HOW TO CHANGE YOUR MARITAL STATUS TO ANOTHER FORM OF MARRIAGE CONTRACT

Maritial status A3_bSection 21(1) of the Matrimonial Property Act No 88 of 1984 provides that a husband and wife may apply jointly to court for leave to change the matrimonial property system which applies to their marriage.

Requirements

The decision in Lourens et Uxor 1986(2) SA 291 (C) sets out guidelines that the courts follow with regard to applications in terms of section 21(1) of the Matrimonial Property Act.

In order for the parties to change their matrimonial property system, the Act mentions the following requirements:

  • There must be sound reasons for the proposed change.

According to South African Law, the parties who wish to become married out of community of property must enter into an antenuptial contract prior to the marriage ceremony being concluded. If they fail to do so they are automatically married in community of property. Of course, many people are unaware of this provision and should be able to satisfy the court that it should change their matrimonial property system if it was their express intention that they intended to be married out of community of property.

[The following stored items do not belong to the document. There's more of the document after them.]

// SPDX-License-Identifier: AGPL-3.0-or-later
//
// Copyright (C) 2026 Relational Network

//! JWKS (JSON Web Key Set) fetching and caching.
//!
//! ## Security
//!
//! - JWKS is fetched from the configured Clerk endpoint
//! - Keys are cached with a configurable TTL
//! - Stale cache is used on fetch failure (fail-open for availability)
//! - An unknown `kid` triggers one refresh, which picks up rotated keys;
//!   such refreshes are throttled to one per cooldown so that forged tokens
//!   cannot turn into a stream of outbound fetches

use std::sync::Arc;
use std::time::{Duration, Instant};

use jsonwebtoken::jwk::{AlgorithmParameters, Jwk, JwkSet, KeyAlgorithm};
use jsonwebtoken::{Algorithm, DecodingKey};
use tokio::sync::{Mutex, RwLock};
use tracing::warn;

use super::error::AuthError;

/// Default JWKS cache TTL (5 minutes).
const DEFAULT_CACHE_TTL: Duration = Duration::from_secs(300);

/// Minimum spacing between refreshes forced by an unknown `kid`.
const DEFAULT_REFRESH_COOLDOWN: Duration = Duration::from_secs(30);

/// JWKS cache entry.
struct CacheEntry {
    jwks: JwkSet,
    fetched_at: Instant,
}

/// JWKS manager with caching.
///
/// Either backed by a remote endpoint, or by a fixed key set that never
/// expires (see [`JwksManager::from_key_set`]).
#[derive(Clone)]
pub struct JwksManager {
    /// JWKS URL (Clerk endpoint), `None` for a fixed key set
    jwks_url: Option<String>,
    /// Cache TTL
    cache_ttl: Duration,
    /// Cached JWKS
    cache: Arc<RwLock<Option<CacheEntry>>>,
    /// Cooldown between unknown-`kid` refreshes
    refresh_cooldown: Duration,
    /// When the last unknown-`kid` refresh was attempted
    last_forced_refresh: Arc<Mutex<Option<Instant>>>,
    /// HTTP client
    client: reqwest::Client,
}

impl JwksManager {
    /// Create a manager that fetches keys from `jwks_url`.
    ///
    /// # Arguments
    /// - `jwks_url`: e.g. `https://your-app.clerk.accounts.dev/.well-known/jwks.json`
    /// - `client`: shared HTTP client (carries the request timeout)
    pub fn new(jwks_url: impl Into<String>, client: reqwest::Client) -> Self {
        Self {
            jwks_url: Some(jwks_url.into()),
            cache_ttl: DEFAULT_CACHE_TTL,
            cache: Arc::new(RwLock::new(None)),
            refresh_cooldown: DEFAULT_REFRESH_COOLDOWN,
            last_forced_refresh: Arc::new(Mutex::new(None)),
            client,
        }
    }

    /// Create a manager over a fixed key set. Nothing is ever fetched.
    pub fn from_key_set(jwks: JwkSet) -> Self {
        Self {
            jwks_url: None,
            cache_ttl: DEFAULT_CACHE_TTL,
            cache: Arc::new(RwLock::new(Some(CacheEntry {
                jwks,
                fetched_at: Instant::now(),
            }))),
            refresh_cooldown: DEFAULT_REFRESH_COOLDOWN,
            last_forced_refresh: Arc::new(Mutex::new(None)),
            client: reqwest::Client::new(),
        }
    }

    /// Create with custom cache TTL.
    pub fn with_cache_ttl(mut self, ttl: Duration) -> Self {
        self.cache_ttl = ttl;
        self
    }

    /// Set the minimum spacing between refreshes forced by an unknown `kid`.
    pub fn with_refresh_cooldown(mut self, cooldown: Duration) -> Self {
        self.refresh_cooldown = cooldown;
        self
    }

    /// Get the JWKS URL.
    pub fn jwks_url(&self) -> Option<&str> {
        self.jwks_url.as_deref()
    }

    /// Fetch JWKS (with caching).
    async fn get_jwks(&self) -> Result<JwkSet, AuthError> {
        {
            let cache = self.cache.read().await;
            if let Some(entry) = &*cache {
                if self.jwks_url.is_none() || entry.fetched_at.elapsed() < self.cache_ttl {
                    return Ok(entry.jwks.clone());
                }
            }
        }

        match self.fetch_jwks().await {
            Ok(jwks) => {
                self.store(jwks.clone()).await;
                Ok(jwks)
            }
            Err(e) => {
                let cache = self.cache.read().await;
                match &*cache {
                    Some(entry) => {
                        warn!(error = %e, "JWKS refresh failed, using stale keys");
                        Ok(entry.jwks.clone())
                    }
                    None => Err(e),
                }
            }
        }
    }

    async fn store(&self, jwks: JwkSet) {
        let mut cache = self.cache.write().await;
        *cache = Some(CacheEntry {
            jwks,
            fetched_at: Instant::now(),
        });
    }

    /// Fetch JWKS from the endpoint.
    async fn fetch_jwks(&self) -> Result<JwkSet, AuthError> {
        let Some(url) = &self.jwks_url else {
            return Err(AuthError::JwksFetchError(
                "no JWKS endpoint configured".to_string(),
            ));
        };

        let response = self
            .client
            .get(url)
            .send()
            .await
            .map_err(|e| AuthError::JwksFetchError(e.to_string()))?;

        if !response.status().is_success() {
            return Err(AuthError::JwksFetchError(format!(
                "HTTP {} from JWKS endpoint",
                response.status()
            )));
        }

        response
            .json()
            .await
            .map_err(|e| AuthError::JwksFetchError(e.to_string()))
    }

    /// Get a decoding key for the given key ID.
    ///
    /// A miss against a remote key set forces one refresh before giving up,
    /// at most once per cooldown. A failed refresh leaves the cached keys in
    /// place and the miss is reported as `NoMatchingKey`.
    pub async fn get_decoding_key(&self, kid: &str) -> Result<(DecodingKey, Algorithm), AuthError> {
        let jwks = self.get_jwks().await?;
        if let Some(jwk) = find_key(&jwks, kid) {
            return jwk_to_decoding_key(jwk);
        }

        if self.jwks_url.is_none() || !self.begin_forced_refresh().await {
            return Err(AuthError::NoMatchingKey);
        }

        let jwks = match self.fetch_jwks().await {
            Ok(jwks) => {
                self.store(jwks.clone()).await;
                jwks
            }
            Err(e) => {
                warn!(error = %e, "JWKS refresh for unknown kid failed, keeping cached keys");
                return Err(AuthError::NoMatchingKey);
            }
        };
        let jwk = find_key(&jwks, kid).ok_or(AuthError::NoMatchingKey)?;
        jwk_to_decoding_key(jwk)
    }

    /// Claim the forced-refresh slot if the cooldown has passed.
    async fn begin_forced_refresh(&self) -> bool {
        let mut last = self.last_forced_refresh.lock().await;
        if last.is_some_and(|at| at.elapsed() < self.refresh_cooldown) {
            return false;
        }
        *last = Some(Instant::now());
        true
    }

    /// Get any valid decoding key (for tokens without kid).
    pub async fn get_any_decoding_key(&self) -> Result<(DecodingKey, Algorithm), AuthError> {
        let jwks = self.get_jwks().await?;

        jwks.keys
            .iter()
            .find_map(|jwk| jwk_to_decoding_key(jwk).ok())
            .ok_or(AuthError::NoMatchingKey)
    }

    /// Force refresh the JWKS cache.
    pub async fn refresh(&self) -> Result<(), AuthError> {
        let jwks = self.fetch_jwks().await?;
        self.store(jwks).await;
        Ok(())
    }

    /// Check if JWKS is currently cached and valid.
    pub async fn is_cached(&self) -> bool {
        let cache = self.cache.read().await;
        match &*cache {
            Some(entry) => self.jwks_url.is_none() || entry.fetched_at.elapsed() < self.cache_ttl,
            None => false,
        }
    }
}

fn find_key<'a>(jwks: &'a JwkSet, kid: &str) -> Option<&'a Jwk> {
    jwks.keys
        .iter()
        .find(|k| k.common.key_id.as_deref() == Some(kid))
}

/// Convert a JWK to a DecodingKey.
fn jwk_to_decoding_key(jwk: &Jwk) -> Result<(DecodingKey, Algorithm), AuthError> {
    match &jwk.algorithm {
        AlgorithmParameters::RSA(rsa) => {
            let key = DecodingKey::from_rsa_components(&rsa.n, &rsa.e)
                .map_err(|e| AuthError::InternalError(format!("Failed to create RSA key: {e}")))?;

            let alg = match jwk.common.key_algorithm {
                Some(KeyAlgorithm::RS384) => Algorithm::RS384,
                Some(KeyAlgorithm::RS512) => Algorithm::RS512,
                _ => Algorithm::RS256,
            };
            Ok((key, alg))
        }
        AlgorithmParameters::EllipticCurve(ec) => {
            let key = DecodingKey::from_ec_components(&ec.x, &ec.y)
                .map_err(|e| AuthError::InternalError(format!("Failed to create EC key: {e}")))?;

            let alg = match jwk.common.key_algorithm {
                Some(KeyAlgorithm::ES384) => Algorithm::ES384,
                _ => Algorithm::ES256,
            };
            Ok((key, alg))
        }
        AlgorithmParameters::OctetKey(oct) => {
            let key = DecodingKey::from_base64_secret(&oct.value)
                .map_err(|e| AuthError::InternalError(format!("Failed to create HMAC key: {e}")))?;

            let alg = match jwk.common.key_algorithm {
                Some(KeyAlgorithm::HS384) => Algorithm::HS384,
                Some(KeyAlgorithm::HS512) => Algorithm::HS512,
                _ => Algorithm::HS256,
            };
            Ok((key, alg))
        }
        _ => Err(AuthError::InternalError(
            "Unsupported key type in JWKS".to_string(),
        )),
    }
}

  • Sufficient notice of the proposed change must be given to all creditors of the spouses.

The Act requires that notice of the parties’ intention to change their matrimonial property regime must be given to the Registrar of Deeds, must be published in the Government Gazette and two local newspapers at least two weeks prior to the date on which the application will be heard, and must be given by certified post to all the known creditors of the spouses. Moreover, the draft Notarial Contract that the parties propose to register must be annexed to their application.

  • The court must be satisfied that no other person will be prejudiced by the proposed change.

The court must be satisfied that the rights of creditors of the parties must be preserved in the proposed contract. The application must therefore contain sufficient information about the parties’ assets and liabilities to enable the court to ascertain whether or not there are sound reasons for the proposed change, and whether or not any particular person will be prejudiced by such change. Once the court is satisfied that the requirements have been met it may order that the existing matrimonial property system may no longer apply to their marriage, and authorise the parties to enter into a Notarial Contract by which their future matrimonial property system is to be regulated on such conditions as the court may deem fit.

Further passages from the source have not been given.